Dataset excerpts
++++++++++

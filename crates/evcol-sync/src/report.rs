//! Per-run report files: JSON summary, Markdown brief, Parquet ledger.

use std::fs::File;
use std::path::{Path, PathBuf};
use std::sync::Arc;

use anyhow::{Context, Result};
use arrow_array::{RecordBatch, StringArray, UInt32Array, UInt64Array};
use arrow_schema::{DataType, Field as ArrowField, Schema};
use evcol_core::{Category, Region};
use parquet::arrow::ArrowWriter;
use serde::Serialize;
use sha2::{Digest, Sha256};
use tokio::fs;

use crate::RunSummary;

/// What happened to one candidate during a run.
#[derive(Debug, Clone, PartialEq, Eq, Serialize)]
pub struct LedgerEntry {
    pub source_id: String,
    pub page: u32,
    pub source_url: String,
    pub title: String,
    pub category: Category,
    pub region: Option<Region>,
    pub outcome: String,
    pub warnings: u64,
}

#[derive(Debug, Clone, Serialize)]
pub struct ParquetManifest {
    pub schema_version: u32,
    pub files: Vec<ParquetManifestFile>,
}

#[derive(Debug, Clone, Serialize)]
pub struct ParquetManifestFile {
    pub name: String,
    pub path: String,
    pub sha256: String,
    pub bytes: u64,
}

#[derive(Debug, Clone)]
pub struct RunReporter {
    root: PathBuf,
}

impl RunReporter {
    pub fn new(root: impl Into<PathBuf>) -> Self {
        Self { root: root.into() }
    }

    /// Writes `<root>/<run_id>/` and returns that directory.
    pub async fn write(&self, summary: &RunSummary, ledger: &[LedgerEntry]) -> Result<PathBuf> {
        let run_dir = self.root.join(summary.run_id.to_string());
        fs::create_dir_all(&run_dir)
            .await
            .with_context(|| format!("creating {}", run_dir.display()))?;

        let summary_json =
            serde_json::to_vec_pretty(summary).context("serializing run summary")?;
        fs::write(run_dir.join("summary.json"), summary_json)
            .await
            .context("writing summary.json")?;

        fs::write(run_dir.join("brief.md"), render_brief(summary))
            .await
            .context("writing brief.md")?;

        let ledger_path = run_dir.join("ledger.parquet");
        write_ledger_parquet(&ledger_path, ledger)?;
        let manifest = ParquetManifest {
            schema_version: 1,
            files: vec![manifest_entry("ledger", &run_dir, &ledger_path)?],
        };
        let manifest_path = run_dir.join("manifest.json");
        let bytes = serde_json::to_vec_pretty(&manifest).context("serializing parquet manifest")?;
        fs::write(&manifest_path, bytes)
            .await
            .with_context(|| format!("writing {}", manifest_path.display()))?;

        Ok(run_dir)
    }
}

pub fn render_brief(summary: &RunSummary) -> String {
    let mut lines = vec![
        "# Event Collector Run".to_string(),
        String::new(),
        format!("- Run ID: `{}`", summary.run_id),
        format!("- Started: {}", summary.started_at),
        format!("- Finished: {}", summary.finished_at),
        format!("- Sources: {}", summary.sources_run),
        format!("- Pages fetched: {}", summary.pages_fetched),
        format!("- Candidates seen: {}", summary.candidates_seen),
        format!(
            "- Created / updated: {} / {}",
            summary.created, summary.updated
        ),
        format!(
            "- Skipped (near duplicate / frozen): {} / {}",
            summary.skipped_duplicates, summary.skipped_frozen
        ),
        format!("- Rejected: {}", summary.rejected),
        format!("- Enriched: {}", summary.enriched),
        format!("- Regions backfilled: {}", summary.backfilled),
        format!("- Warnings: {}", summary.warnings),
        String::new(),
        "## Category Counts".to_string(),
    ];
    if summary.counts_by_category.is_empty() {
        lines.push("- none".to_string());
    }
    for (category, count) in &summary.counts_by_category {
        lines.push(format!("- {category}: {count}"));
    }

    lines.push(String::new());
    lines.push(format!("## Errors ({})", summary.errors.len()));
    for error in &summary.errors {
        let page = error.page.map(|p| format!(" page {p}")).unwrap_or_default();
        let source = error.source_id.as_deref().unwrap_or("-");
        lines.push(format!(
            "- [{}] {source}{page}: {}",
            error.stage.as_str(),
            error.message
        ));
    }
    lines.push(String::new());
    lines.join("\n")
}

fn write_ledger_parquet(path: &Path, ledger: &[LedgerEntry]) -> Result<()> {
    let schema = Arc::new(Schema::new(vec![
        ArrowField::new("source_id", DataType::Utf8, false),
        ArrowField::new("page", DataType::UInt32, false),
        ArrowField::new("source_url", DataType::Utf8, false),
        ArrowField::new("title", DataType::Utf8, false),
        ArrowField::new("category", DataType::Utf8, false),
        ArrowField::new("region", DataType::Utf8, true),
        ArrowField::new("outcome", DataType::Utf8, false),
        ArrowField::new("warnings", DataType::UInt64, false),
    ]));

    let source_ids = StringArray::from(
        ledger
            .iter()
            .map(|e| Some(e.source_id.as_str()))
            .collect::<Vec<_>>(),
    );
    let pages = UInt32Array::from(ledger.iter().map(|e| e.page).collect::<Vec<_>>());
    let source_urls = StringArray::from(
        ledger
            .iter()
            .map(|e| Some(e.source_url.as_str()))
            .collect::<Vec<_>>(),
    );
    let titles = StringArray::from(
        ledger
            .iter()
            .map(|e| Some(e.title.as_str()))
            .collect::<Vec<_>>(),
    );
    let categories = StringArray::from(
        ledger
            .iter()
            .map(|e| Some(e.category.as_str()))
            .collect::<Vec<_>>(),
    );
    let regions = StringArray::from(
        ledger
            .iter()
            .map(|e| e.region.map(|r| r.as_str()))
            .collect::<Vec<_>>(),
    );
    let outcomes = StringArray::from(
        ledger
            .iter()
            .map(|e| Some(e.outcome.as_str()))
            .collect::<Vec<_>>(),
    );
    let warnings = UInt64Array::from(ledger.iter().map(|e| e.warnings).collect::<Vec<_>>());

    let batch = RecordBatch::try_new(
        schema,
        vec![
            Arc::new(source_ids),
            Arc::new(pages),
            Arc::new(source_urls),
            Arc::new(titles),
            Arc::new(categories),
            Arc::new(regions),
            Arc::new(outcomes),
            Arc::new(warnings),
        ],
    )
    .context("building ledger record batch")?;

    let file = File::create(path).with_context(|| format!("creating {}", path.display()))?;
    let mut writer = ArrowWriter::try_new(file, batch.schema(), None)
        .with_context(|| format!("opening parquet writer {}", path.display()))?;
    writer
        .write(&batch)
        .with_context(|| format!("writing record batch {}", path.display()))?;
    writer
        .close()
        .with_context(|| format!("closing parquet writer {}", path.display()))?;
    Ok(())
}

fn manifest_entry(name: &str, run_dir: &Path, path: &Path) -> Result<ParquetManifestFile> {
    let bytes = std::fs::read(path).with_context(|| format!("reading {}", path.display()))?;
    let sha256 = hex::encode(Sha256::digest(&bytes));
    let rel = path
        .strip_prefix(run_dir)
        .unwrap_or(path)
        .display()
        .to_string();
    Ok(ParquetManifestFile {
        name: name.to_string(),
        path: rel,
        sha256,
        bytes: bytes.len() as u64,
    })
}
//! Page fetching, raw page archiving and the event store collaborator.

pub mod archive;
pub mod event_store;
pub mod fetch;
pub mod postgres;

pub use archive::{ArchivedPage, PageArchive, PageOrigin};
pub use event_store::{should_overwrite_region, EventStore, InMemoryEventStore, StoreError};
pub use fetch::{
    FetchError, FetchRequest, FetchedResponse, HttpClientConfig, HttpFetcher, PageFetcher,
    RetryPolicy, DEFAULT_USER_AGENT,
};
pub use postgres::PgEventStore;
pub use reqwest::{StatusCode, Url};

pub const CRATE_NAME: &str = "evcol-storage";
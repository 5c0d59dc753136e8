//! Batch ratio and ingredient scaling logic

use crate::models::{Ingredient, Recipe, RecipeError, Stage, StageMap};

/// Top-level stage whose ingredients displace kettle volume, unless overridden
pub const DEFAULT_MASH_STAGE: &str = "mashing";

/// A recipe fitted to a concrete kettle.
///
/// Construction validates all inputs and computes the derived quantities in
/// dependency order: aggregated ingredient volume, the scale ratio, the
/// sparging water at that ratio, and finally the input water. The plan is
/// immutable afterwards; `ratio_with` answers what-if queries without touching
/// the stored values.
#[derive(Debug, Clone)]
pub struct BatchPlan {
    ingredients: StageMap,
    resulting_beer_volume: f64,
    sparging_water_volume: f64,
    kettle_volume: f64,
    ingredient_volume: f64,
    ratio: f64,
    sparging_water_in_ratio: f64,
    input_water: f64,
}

++++++++++

## THE PROBLEM
Pull every line containing the string "archive" out of the data above and copy it.

## ANSWER
pub mod archive;
pub use archive::{ArchivedPage, PageArchive, PageOrigin};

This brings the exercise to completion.